Over the years, though, she’s learned how important nutrition is to her performance. She hasn’t lost a National Championship since 2004, took silver medal at World Championships in 2018, and last season, she finished on the World Cup podium twice. Right now, she’s recovering from a broken arm, but that hasn’t stopped her from competing in the early season World Cups.

We caught up with Compton before the World Cup in Waterloo, Wisconsin, to find out more about how things like fruits, vegetables, grass-fed meats, eggs, and potatoes fuel her muddy races and rides. Here’s what she had to say.

Keeping Allergies in Mind

I’ve been eating an anti-histamine diet for many years now to deal with my allergies, so I avoid things such as alcohol, gluten, and even certain fruits and vegetables that are high in histamines. But I eat quinoa, grass-fed meat, and other low-histamine foods. An anti-histamine diet helps reduce my symptoms like my troubled breathing during races. During allergy season and cyclocross season, I’m outside a lot, and I need to breathe really hard, so I’m especially strict with limiting high-histamine foods. During the off-season, I’ll relax it a bit since there are a lot of high-histamine foods that are still really healthy, like avocados, tomatoes, and citrus fruits. If I don’t have hard workouts, I like to have that balance and eat the fruits and vegetables that I avoid the rest of the year.

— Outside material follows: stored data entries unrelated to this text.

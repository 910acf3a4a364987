// Copyright (C) 2026 Fred Clausen
// Use of this source code is governed by an MIT-style
// license that can be found in the LICENSE file or at
// https://opensource.org/licenses/MIT.

use crate::error::DomainError;
use crate::schedule::{DaysOff, WorkSchedule};
use serde::de::Deserializer;
use serde::{Deserialize, Serialize};
use serde_json::{Map, Value};
use std::str::FromStr;
use tracing::warn;

/// Default maximum number of concurrent clients for a seller.
pub const DEFAULT_MAX_CLIENTS: u32 = 50;

/// Default rating assigned to a newly registered seller.
pub const DEFAULT_RATING: f64 = 5.0;

/// Identifies a seller.
///
/// Identifiers are opaque. Newly registered sellers receive ids of the form
/// `SELLER001`, `SELLER002`, ...
#[derive(Debug, Clone, PartialEq, Eq, PartialOrd, Ord, Hash, Serialize, Deserialize)]
#[serde(transparent)]
pub struct SellerId(String);

impl SellerId {
    /// Creates a seller id from an existing value.
    #[must_use]
    pub fn new(value: &str) -> Self {
        Self(value.trim().to_string())
    }

    /// Creates the id for the n-th registered seller.
    #[must_use]
    pub fn from_number(number: u64) -> Self {
        Self(format!("SELLER{number:03}"))
    }

    /// Returns the numeric suffix of a `SELLERnnn` id, if it has one.
    #[must_use]
    pub fn number(&self) -> Option<u64> {
        self.0.strip_prefix("SELLER").and_then(|n| n.parse().ok())
    }

    /// Returns the id value.
    #[must_use]
    pub fn as_str(&self) -> &str {
        &self.0
    }
}

impl std::fmt::Display for SellerId {
    fn fmt(&self, f: &mut std::fmt::Formatter<'_>) -> std::fmt::Result {
        f.write_str(&self.0)
    }
}

/// Identifies a customer conversation (typically the customer's chat id).
#[derive(Debug, Clone, PartialEq, Eq, PartialOrd, Ord, Hash, Serialize, Deserialize)]
#[serde(transparent)]
pub struct ConversationId(String);

impl ConversationId {
    /// Creates a conversation id.
    #[must_use]
    pub fn new(value: &str) -> Self {
        Self(value.trim().to_string())
    }

    /// Returns the id value.
    #[must_use]
    pub fn as_str(&self) -> &str {
        &self.0
    }
}

impl std::fmt::Display for ConversationId {
    fn fmt(&self, f: &mut std::fmt::Formatter<'_>) -> std::fmt::Result {
        f.write_str(&self.0)
    }
}

/// Coarse, manually or system settable seller status.
#[derive(Debug, Clone, Copy, PartialEq, Eq, Hash, Serialize, Default)]
#[serde(rename_all = "lowercase")]
pub enum SellerStatus {
    /// Ready to take conversations.
    Available,
    /// Working but flagged as busy. Informational only.
    Busy,
    /// Not working. Never receives conversations.
    #[default]
    Offline,
}

impl SellerStatus {
    /// Converts this status to its string representation.
    #[must_use]
    pub const fn as_str(&self) -> &'static str {
        match self {
            Self::Available => "available",
            Self::Busy => "busy",
            Self::Offline => "offline",
        }
    }
}

impl FromStr for SellerStatus {
    type Err = DomainError;

    fn from_str(s: &str) -> Result<Self, Self::Err> {
        match s.trim().to_lowercase().as_str() {
            // "online" is the status name used by earlier releases
            "available" | "online" => Ok(Self::Available),
            "busy" => Ok(Self::Busy),
            "offline" => Ok(Self::Offline),
            _ => Err(DomainError::InvalidStatus(s.to_string())),
        }
    }
}

impl std::fmt::Display for SellerStatus {
    fn fmt(&self, f: &mut std::fmt::Formatter<'_>) -> std::fmt::Result {
        f.write_str(self.as_str())
    }
}

impl<'de> Deserialize<'de> for SellerStatus {
    /// Unknown persisted statuses load as `Offline`.
    fn deserialize<D: Deserializer<'de>>(deserializer: D) -> Result<Self, D::Error> {
        let raw: Value = Value::deserialize(deserializer)?;
        let status: Self = raw
            .as_str()
            .and_then(|s| s.parse().ok())
            .unwrap_or_else(|| {
                warn!(value = %raw, "Unknown seller status; loading as offline");
                Self::Offline
            });
        Ok(status)
    }
}

/// A conversation-type tag a seller preferentially receives.
///
/// Tags are normalized to trimmed lowercase. An empty tag is `general`.
#[derive(Debug, Clone, PartialEq, Eq, Hash, Serialize, Deserialize)]
#[serde(from = "String", into = "String")]
pub struct Specialty(String);

impl Specialty {
    /// The wildcard specialty.
    pub const GENERAL: &'static str = "general";

    /// Creates a specialty tag.
    #[must_use]
    pub fn new(value: &str) -> Self {
        let normalized: String = value.trim().to_lowercase();
        if normalized.is_empty() {
            Self::general()
        } else {
            Self(normalized)
        }
    }

    /// Returns the `general` specialty.
    #[must_use]
    pub fn general() -> Self {
        Self(String::from(Self::GENERAL))
    }

    /// Whether this is the `general` wildcard.
    #[must_use]
    pub fn is_general(&self) -> bool {
        self.0 == Self::GENERAL
    }

    /// Returns the tag value.
    #[must_use]
    pub fn value(&self) -> &str {
        &self.0
    }
}

impl Default for Specialty {
    fn default() -> Self {
        Self::general()
    }
}

impl From<String> for Specialty {
    fn from(value: String) -> Self {
        Self::new(&value)
    }
}

impl From<Specialty> for String {
    fn from(value: Specialty) -> Self {
        value.0
    }
}

impl std::fmt::Display for Specialty {
    fn fmt(&self, f: &mut std::fmt::Formatter<'_>) -> std::fmt::Result {
        f.write_str(&self.0)
    }
}

/// Display-only contact details.
#[derive(Debug, Clone, PartialEq, Eq, Default, Serialize, Deserialize)]
pub struct Contact {
    /// Phone number (free form).
    #[serde(default, skip_serializing_if = "Option::is_none")]
    pub phone: Option<String>,
    /// Email address (free form).
    #[serde(default, skip_serializing_if = "Option::is_none")]
    pub email: Option<String>,
}

/// A human agent who can be assigned customer conversations.
///
/// Sellers are never deleted. Deactivation is a status change to `Offline`,
/// which preserves historical counters.
#[derive(Debug, Clone, PartialEq, Serialize)]
#[serde(rename_all = "camelCase")]
pub struct Seller {
    /// Stable identifier.
    pub id: SellerId,
    /// Display name.
    pub name: String,
    /// Display-only contact details.
    pub contact: Contact,
    /// Free-form admin notes.
    #[serde(skip_serializing_if = "String::is_empty")]
    pub notes: String,
    /// Preferred conversation type.
    pub specialty: Specialty,
    /// Coarse status.
    pub status: SellerStatus,
    /// Capacity ceiling.
    pub max_clients: u32,
    /// Active assigned conversations.
    pub current_clients: u32,
    /// Informational rating (0-5), used as a ranking tie-breaker.
    pub rating: f64,
    /// Weekly schedule.
    pub work_schedule: WorkSchedule,
    /// Calendar dates off.
    pub days_off: DaysOff,
    /// Registration order, the final ranking tie-breaker.
    pub registered_seq: u64,
}

impl Seller {
    /// Current utilization as a percentage of `max_clients`.
    ///
    /// A seller with `max_clients == 0` (only possible through a damaged
    /// snapshot) reports 100%.
    #[must_use]
    pub fn load_percentage(&self) -> f64 {
        if self.max_clients == 0 {
            return 100.0;
        }
        f64::from(self.current_clients) / f64::from(self.max_clients) * 100.0
    }

    /// Whether one more client fits under `max_clients`.
    #[must_use]
    pub const fn has_capacity(&self) -> bool {
        self.current_clients < self.max_clients
    }

    /// Whether this seller's specialty matches the requested tag exactly.
    #[must_use]
    pub fn matches_specialty(&self, requested: &Specialty) -> bool {
        &self.specialty == requested
    }

    /// Builds a seller from a persisted record one field at a time.
    ///
    /// A malformed field is logged and replaced by its default, so a single
    /// bad value never costs the whole record. Numbers stored as strings are
    /// accepted. Returns `None` only when the record is not an object or has
    /// no usable `id` or `name`.
    #[must_use]
    pub fn from_json_value(value: &Value) -> Option<Self> {
        let Value::Object(record) = value else {
            warn!(value = %value, "Seller record is not an object; dropping");
            return None;
        };

        let Some(id) = record
            .get("id")
            .and_then(text_value)
            .map(|id| SellerId::new(&id))
        else {
            warn!("Seller record has no usable id; dropping");
            return None;
        };
        let Some(name) = record.get("name").and_then(text_value) else {
            warn!(seller_id = %id, "Seller record has no usable name; dropping");
            return None;
        };

        let contact: Contact = lenient_field(&id, record, "contact", Contact::default(), |raw| {
            let Value::Object(fields) = raw else {
                return None;
            };
            Some(Contact {
                phone: fields.get("phone").and_then(text_value),
                email: fields.get("email").and_then(text_value),
            })
        });
        let notes: String = lenient_field(&id, record, "notes", String::new(), |raw| {
            raw.as_str().map(|notes| notes.trim().to_string())
        });
        let specialty: Specialty =
            lenient_field(&id, record, "specialty", Specialty::general(), |raw| {
                raw.as_str().map(Specialty::new)
            });
        let status: SellerStatus =
            lenient_field(&id, record, "status", SellerStatus::Offline, |raw| {
                raw.as_str().and_then(|s| s.parse().ok())
            });
        let max_clients: u32 =
            lenient_field(&id, record, "maxClients", DEFAULT_MAX_CLIENTS, |raw| {
                count_value(raw)
                    .and_then(|n| u32::try_from(n).ok())
                    .filter(|n| *n >= 1)
            });
        let current_clients: u32 = lenient_field(&id, record, "currentClients", 0, |raw| {
            count_value(raw).and_then(|n| u32::try_from(n).ok())
        });
        let rating: f64 = lenient_field(&id, record, "rating", DEFAULT_RATING, |raw| {
            let rating: Option<f64> = match raw {
                Value::Number(n) => n.as_f64(),
                Value::String(s) => s.trim().parse().ok(),
                _ => None,
            };
            rating.filter(|r| r.is_finite() && (0.0..=5.0).contains(r))
        });
        let registered_seq: u64 = lenient_field(&id, record, "registeredSeq", 0, count_value);

        Some(Self {
            work_schedule: WorkSchedule::from_json_value(
                record.get("workSchedule").unwrap_or(&Value::Null),
            ),
            days_off: DaysOff::from_json_value(record.get("daysOff").unwrap_or(&Value::Null)),
            id,
            name,
            contact,
            notes,
            specialty,
            status,
            max_clients,
            current_clients,
            rating,
            registered_seq,
        })
    }
}

impl<'de> Deserialize<'de> for Seller {
    fn deserialize<D: Deserializer<'de>>(deserializer: D) -> Result<Self, D::Error> {
        let raw: Value = Value::deserialize(deserializer)?;
        Self::from_json_value(&raw)
            .ok_or_else(|| serde::de::Error::custom("seller record has no usable id or name"))
    }
}

/// Reads one optional seller field, falling back to `default` when the
/// stored value is absent, null or unusable.
fn lenient_field<T>(
    id: &SellerId,
    record: &Map<String, Value>,
    key: &str,
    default: T,
    parse: impl FnOnce(&Value) -> Option<T>,
) -> T {
    match record.get(key) {
        None | Some(Value::Null) => default,
        Some(raw) => parse(raw).unwrap_or_else(|| {
            warn!(
                seller_id = %id,
                field = key,
                value = %raw,
                "Malformed seller field; using default"
            );
            default
        }),
    }
}

/// A non-blank string, or a number rendered as text.
fn text_value(value: &Value) -> Option<String> {
    match value {
        Value::String(s) => Some(s.trim().to_string()).filter(|s| !s.is_empty()),
        Value::Number(n) => Some(n.to_string()),
        _ => None,
    }
}

/// A non-negative whole number, stored either as a number or as text.
fn count_value(value: &Value) -> Option<u64> {
    match value {
        Value::Number(n) => n.as_u64(),
        Value::String(s) => s.trim().parse().ok(),
        _ => None,
    }
}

Eating Well While Traveling

On the road, I get a lot of potatoes, buckwheat, and quinoa. But actual fast food-type options are really hard when traveling. Chipotle is a go-to in the U.S., since I can get the fajita salad there. And a lot of cafés now have quinoa bowls. There are more gluten-free options now, but since I can’t eat rice either, it’s still a little challenging. But on the bright side, a lot more bars have cider options now.

Fueling Simply Yet Effectively

For breakfast, sometimes I want a big protein breakfast. I do some hardboiled eggs, some turkey or ham, and a little cheese. Then, sometimes I want a big carb breakfast, where I’ll do a big bowl of a buckwheat base with nuts, milk, and whey protein. It’s kind of like a big bowl of cereal, but it’s complex carbs, low sugar, good protein, and fat—so I’m not starving again in an hour. My breakfast depends on my mood and what I have planned for a ride. If I have recovery riding planned, I usually end up with more protein. If I have a long ride, I do a more carb-heavy option. Lunch and dinner are usually a sweet potato or potato base with a protein, some vegetables, and some healthy fat. I keep it pretty simple.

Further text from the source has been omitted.